What to do
The answer is a single number: the count of lines below in which the word "WideChar" appears.

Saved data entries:
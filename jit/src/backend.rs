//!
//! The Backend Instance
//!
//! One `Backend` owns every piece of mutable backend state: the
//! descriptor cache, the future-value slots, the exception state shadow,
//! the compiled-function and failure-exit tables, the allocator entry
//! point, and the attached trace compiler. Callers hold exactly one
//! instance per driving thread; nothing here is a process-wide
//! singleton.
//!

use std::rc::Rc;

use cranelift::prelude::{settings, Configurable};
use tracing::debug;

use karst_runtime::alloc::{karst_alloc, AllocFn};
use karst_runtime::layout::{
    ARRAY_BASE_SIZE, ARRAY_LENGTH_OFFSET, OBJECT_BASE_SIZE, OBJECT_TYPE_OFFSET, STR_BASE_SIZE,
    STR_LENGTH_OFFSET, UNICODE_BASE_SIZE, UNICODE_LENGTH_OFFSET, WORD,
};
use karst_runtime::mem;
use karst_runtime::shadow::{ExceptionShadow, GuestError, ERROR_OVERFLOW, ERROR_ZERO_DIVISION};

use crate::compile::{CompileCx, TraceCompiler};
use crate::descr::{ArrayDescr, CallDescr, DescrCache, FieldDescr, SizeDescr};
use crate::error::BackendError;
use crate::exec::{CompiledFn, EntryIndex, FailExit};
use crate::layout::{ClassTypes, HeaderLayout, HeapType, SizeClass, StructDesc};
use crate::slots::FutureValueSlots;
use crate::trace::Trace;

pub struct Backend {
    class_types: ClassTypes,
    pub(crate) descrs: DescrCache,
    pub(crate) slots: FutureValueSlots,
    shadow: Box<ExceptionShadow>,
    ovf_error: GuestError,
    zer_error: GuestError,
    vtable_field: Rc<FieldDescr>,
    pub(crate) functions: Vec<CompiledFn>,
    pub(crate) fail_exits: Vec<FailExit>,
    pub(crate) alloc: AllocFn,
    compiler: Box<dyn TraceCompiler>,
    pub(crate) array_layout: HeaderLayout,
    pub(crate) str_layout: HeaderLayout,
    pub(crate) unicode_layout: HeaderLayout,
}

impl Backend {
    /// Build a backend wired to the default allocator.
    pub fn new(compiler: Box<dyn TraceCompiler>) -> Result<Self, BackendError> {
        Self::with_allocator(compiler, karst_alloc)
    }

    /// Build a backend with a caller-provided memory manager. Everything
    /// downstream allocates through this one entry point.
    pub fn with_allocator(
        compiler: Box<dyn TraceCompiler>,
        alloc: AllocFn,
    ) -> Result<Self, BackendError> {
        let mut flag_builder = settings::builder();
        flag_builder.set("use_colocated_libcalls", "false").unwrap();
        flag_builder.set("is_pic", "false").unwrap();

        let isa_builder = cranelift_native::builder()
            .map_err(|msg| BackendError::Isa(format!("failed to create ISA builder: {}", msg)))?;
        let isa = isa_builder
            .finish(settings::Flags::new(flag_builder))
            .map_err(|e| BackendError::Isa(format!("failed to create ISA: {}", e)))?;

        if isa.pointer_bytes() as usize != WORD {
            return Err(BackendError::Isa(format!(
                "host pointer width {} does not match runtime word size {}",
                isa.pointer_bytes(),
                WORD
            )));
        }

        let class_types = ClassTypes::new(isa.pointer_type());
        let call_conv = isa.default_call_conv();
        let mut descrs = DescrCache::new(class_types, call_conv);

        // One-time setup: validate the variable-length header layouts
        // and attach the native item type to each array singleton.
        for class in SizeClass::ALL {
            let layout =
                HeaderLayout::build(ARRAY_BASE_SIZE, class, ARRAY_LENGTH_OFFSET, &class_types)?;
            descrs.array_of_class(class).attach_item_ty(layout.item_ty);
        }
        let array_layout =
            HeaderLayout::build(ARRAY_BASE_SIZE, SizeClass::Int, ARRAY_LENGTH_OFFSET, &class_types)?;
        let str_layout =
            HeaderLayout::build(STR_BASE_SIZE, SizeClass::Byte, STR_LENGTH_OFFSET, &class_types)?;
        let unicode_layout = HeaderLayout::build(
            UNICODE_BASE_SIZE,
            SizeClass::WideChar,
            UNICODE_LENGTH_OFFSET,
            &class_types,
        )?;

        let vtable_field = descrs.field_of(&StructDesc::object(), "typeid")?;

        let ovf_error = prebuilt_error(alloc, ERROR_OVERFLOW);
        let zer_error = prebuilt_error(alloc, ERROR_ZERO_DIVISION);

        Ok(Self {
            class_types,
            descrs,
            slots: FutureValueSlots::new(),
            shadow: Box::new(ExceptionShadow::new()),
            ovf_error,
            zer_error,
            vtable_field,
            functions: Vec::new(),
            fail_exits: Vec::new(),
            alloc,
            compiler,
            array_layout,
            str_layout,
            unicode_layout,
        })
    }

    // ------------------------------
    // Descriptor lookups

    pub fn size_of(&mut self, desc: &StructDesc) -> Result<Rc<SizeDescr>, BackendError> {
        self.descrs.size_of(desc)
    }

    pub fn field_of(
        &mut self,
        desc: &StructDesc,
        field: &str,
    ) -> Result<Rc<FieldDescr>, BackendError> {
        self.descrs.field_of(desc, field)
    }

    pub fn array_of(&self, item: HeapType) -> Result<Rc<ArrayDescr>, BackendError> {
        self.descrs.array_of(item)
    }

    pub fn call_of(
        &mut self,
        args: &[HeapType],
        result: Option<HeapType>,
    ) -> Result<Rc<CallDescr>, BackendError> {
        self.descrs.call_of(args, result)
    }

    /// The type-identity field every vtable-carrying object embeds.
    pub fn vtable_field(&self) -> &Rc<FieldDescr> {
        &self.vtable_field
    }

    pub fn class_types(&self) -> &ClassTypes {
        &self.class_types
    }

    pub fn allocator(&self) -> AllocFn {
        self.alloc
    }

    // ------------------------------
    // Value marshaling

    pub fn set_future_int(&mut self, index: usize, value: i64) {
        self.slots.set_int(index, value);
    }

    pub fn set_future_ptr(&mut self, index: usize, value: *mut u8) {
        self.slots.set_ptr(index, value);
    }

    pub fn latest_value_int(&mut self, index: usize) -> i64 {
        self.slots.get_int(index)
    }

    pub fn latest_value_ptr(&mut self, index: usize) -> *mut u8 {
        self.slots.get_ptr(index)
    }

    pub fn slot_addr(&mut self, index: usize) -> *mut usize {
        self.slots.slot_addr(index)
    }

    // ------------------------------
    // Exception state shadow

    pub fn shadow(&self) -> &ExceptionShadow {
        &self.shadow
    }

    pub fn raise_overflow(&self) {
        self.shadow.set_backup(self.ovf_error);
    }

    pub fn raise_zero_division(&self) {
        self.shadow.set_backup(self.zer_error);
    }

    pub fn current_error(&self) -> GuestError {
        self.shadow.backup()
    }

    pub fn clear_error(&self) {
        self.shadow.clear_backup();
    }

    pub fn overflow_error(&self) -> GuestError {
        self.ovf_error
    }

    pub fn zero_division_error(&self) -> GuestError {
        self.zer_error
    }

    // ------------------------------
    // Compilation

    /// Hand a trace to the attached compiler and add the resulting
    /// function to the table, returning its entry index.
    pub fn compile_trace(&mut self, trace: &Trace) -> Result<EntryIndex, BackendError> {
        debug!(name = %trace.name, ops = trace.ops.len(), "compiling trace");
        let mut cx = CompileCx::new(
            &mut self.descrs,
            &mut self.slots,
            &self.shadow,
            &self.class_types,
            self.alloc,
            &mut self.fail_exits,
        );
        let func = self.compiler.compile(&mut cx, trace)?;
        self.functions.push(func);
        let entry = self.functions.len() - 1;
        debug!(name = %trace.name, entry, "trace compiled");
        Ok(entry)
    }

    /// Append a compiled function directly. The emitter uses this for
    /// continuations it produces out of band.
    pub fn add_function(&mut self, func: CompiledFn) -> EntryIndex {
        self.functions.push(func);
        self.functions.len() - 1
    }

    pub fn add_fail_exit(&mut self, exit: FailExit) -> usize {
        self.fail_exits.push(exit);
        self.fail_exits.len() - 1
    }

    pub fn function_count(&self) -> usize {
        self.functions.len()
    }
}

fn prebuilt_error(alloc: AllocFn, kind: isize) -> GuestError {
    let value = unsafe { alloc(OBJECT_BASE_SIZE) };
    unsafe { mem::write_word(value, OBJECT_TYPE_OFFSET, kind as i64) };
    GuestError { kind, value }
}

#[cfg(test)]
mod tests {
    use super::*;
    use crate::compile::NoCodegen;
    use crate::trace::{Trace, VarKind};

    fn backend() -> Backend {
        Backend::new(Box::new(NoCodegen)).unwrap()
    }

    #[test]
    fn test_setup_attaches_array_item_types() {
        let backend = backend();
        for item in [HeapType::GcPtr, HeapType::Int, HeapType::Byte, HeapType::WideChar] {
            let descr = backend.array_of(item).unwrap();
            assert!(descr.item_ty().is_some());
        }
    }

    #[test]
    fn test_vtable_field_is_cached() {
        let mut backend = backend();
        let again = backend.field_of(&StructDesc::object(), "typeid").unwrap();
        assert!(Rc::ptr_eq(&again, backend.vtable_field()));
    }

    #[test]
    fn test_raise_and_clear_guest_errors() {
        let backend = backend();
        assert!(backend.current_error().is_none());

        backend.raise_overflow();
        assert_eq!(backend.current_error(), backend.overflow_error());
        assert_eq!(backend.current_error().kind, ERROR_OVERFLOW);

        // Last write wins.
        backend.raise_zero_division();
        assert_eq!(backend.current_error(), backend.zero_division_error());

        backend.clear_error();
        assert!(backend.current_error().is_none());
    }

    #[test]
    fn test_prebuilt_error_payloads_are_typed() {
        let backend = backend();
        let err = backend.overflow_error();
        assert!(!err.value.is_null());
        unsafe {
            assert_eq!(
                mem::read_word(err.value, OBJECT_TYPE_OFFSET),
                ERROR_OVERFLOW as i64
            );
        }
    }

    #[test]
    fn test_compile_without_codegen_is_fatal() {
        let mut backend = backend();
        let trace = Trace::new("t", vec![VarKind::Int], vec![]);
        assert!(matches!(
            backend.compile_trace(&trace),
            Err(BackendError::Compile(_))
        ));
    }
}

Solution to this task
2